预测 5 级蛛网膜下腔出血不良结局的结果:一项队列研究

摘要: 背景:大多数世界神经外科医生联合会 (WFNS) 5 级蛛网膜下腔出血 (SAH) 患者的预后较差。准确评估预后对于治疗决策以及与家人就护理目标进行对话非常重要。不合理的悲观主义可能会导致“自我实现的预言”,即撤销生命维持措施(WLSM)后必然会导致死亡。 方法:我们进行了一项队列研究,涉及连续 WFNS 5 级 SAH 患者,以确定不良结果阳性预测值 (PPV) >= 90% 和 >= 95% 的变量(1 年修正Rankin 评分 >= 4),以及WLSM 的预测结果。 结果:在 140 名患者中,38 名 (27%) 取得了良好的结果。 PPV >= 95% 的不良结果预测因素包括无混杂的 72 小时格拉斯哥昏迷量表运动评分 <= 4、24 小时时瞳孔对光反射 (PLR) 缺失 >= 1 以及脑室内出血 (IVH) 评分 >= 20 (体积 >= 54.6 毫升)。

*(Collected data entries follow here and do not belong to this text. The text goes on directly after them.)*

impl CrossPageAnalyzer {
    pub fn new(checker: Option<LinkChecker>) -> Self {
        Self { checker }
    }

    pub async fn analyze(&self, pages: &[CrawledPage], ctx: &AnalysisContext<'_>) -> CrawlAnalysis {
        let in_scope: Vec<&CrawledPage> = pages
            .iter()
            .filter(|p| !ctx.ignore.matches_url(&p.url))
            .collect();
        let analyzable: Vec<&CrawledPage> =
            in_scope.iter().copied().filter(|p| p.is_ok()).collect();

        let (broken_internal_links, non_html_links) = internal_link_failures(&in_scope, &analyzable);
        let inlinks = inlink_counts(&analyzable);

        let mut analysis = CrawlAnalysis {
            duplicate_titles: find_duplicates(&analyzable, |p| p.metadata.title.as_deref()),
            duplicate_descriptions: find_duplicates(&analyzable, |p| {
                p.metadata.description.as_deref()
            }),
            h1_issues: h1_issues(&analyzable),
            broken_internal_links,
            non_html_links,
            redirect_chains: in_scope
                .iter()
                .filter(|p| !p.redirect_chain.is_empty())
                .map(|p| RedirectChain {
                    url: p.url.clone(),
                    chain: p.redirect_chain.clone(),
                })
                .collect(),
            thin_content: analyzable
                .iter()
                .filter(|p| p.word_count < THIN_CONTENT_WORDS)
                .map(|p| ThinContentPage {
                    url: p.url.clone(),
                    word_count: p.word_count,
                    is_app_page: p.is_app_page,
                })
                .collect(),
            orphan_pages: analyzable
                .iter()
                .filter(|p| p.depth > 0 && inlinks.get(&p.url).copied().unwrap_or(0) == 0)
                .map(|p| p.url.clone())
                .collect(),
            inlinks,
            slowest_pages: slowest_pages(&analyzable),
            structured_data_types: structured_data_distribution(&analyzable),
            image_alt_issues: analyzable
                .iter()
                .filter(|p| p.images_missing_alt > 0)
                .map(|p| ImageAltIssue {
                    url: p.url.clone(),
                    total_images: p.image_count,
                    missing_alt: p.images_missing_alt,
                })
                .collect(),
            content_types: content_type_counts(&in_scope),
            robots_blocked: ctx
                .robots
                .map(|robots| {
                    analyzable
                        .iter()
                        .filter(|p| {
                            Url::parse(&p.url)
                                .is_ok_and(|u| !robots.is_url_allowed(&u, ctx.user_agent))
                        })
                        .map(|p| p.url.clone())
                        .collect()
                })
                .unwrap_or_default(),
            ..Default::default()
        };

        if !ctx.sitemap_urls.is_empty() {
            let (not_in_sitemap, sitemap_only) =
                sitemap_coverage(pages, &analyzable, ctx.sitemap_urls);
            analysis.not_in_sitemap = not_in_sitemap;
            analysis.sitemap_only = sitemap_only;
        }

        if let Some(checker) = &self.checker {
            self.verify_external(checker, &analyzable, &mut analysis).await;
        }

        analysis
    }

    async fn verify_external(
        &self,
        checker: &LinkChecker,
        pages: &[&CrawledPage],
        analysis: &mut CrawlAnalysis,
    ) {
        let external = unique(pages.iter().flat_map(|p| p.external_links.iter().cloned()));
        let images_by_page: Vec<(&str, Vec<String>)> = pages
            .iter()
            .map(|p| (p.url.as_str(), resolved_image_urls(p)))
            .collect();
        let images = unique(images_by_page.iter().flat_map(|(_, srcs)| srcs.iter().cloned()));

        tracing::info!(
            links = external.len(),
            images = images.len(),
            "Verifying external links and images"
        );

        let link_results = checker.check_all(&external).await;
        for page in pages {
            for link in &page.external_links {
                let Some(check) = link_results.get(link) else {
                    continue;
                };
                match &check.verdict {
                    LinkVerdict::Ok { .. } => {}
                    LinkVerdict::BotBlocked { status } => analysis.bot_blocked_links.push(BrokenLink {
                        from: page.url.clone(),
                        to: link.clone(),
                        status: Some(*status),
                        error: None,
                    }),
                    LinkVerdict::Broken { status, error } => {
                        analysis.broken_external_links.push(BrokenLink {
                            from: page.url.clone(),
                            to: link.clone(),
                            status: *status,
                            error: error.clone(),
                        })
                    }
                }
            }
        }

        let image_results = checker.check_all(&images).await;
        for (page_url, srcs) in &images_by_page {
            for src in srcs {
                if let Some(check) = image_results.get(src)
                    && let LinkVerdict::Broken { status, error } = &check.verdict
                {
                    analysis.broken_images.push(BrokenImage {
                        page: page_url.to_string(),
                        src: src.clone(),
                        status: *status,
                        error: error.clone(),
                    });
                }
            }
        }
    }
}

脑出血 (ICH) 量≥ 53 ml 的 PPV 为 92%。与 WLSM 决策相关的变量包括运动评分较差 (p < 0.0001) 和梗塞的放射学证据 (p = 0.02)。 结论:我们确定了几个具有高 PPV 的不良结果的早期预测因素。其中,最初 72 小时内运动评分缺乏改善最有可能混淆“自我实现的预言”。 24 小时无 PLR、IVH 评分 >= 20 和 ICH 体积 >= 53 ml 预测结果不佳,但对 WLSM 决策没有统计学上的显着影响。需要更多的研究来验证 5 级 SAH 的预后变量,尤其是未接受 WLSM 的患者。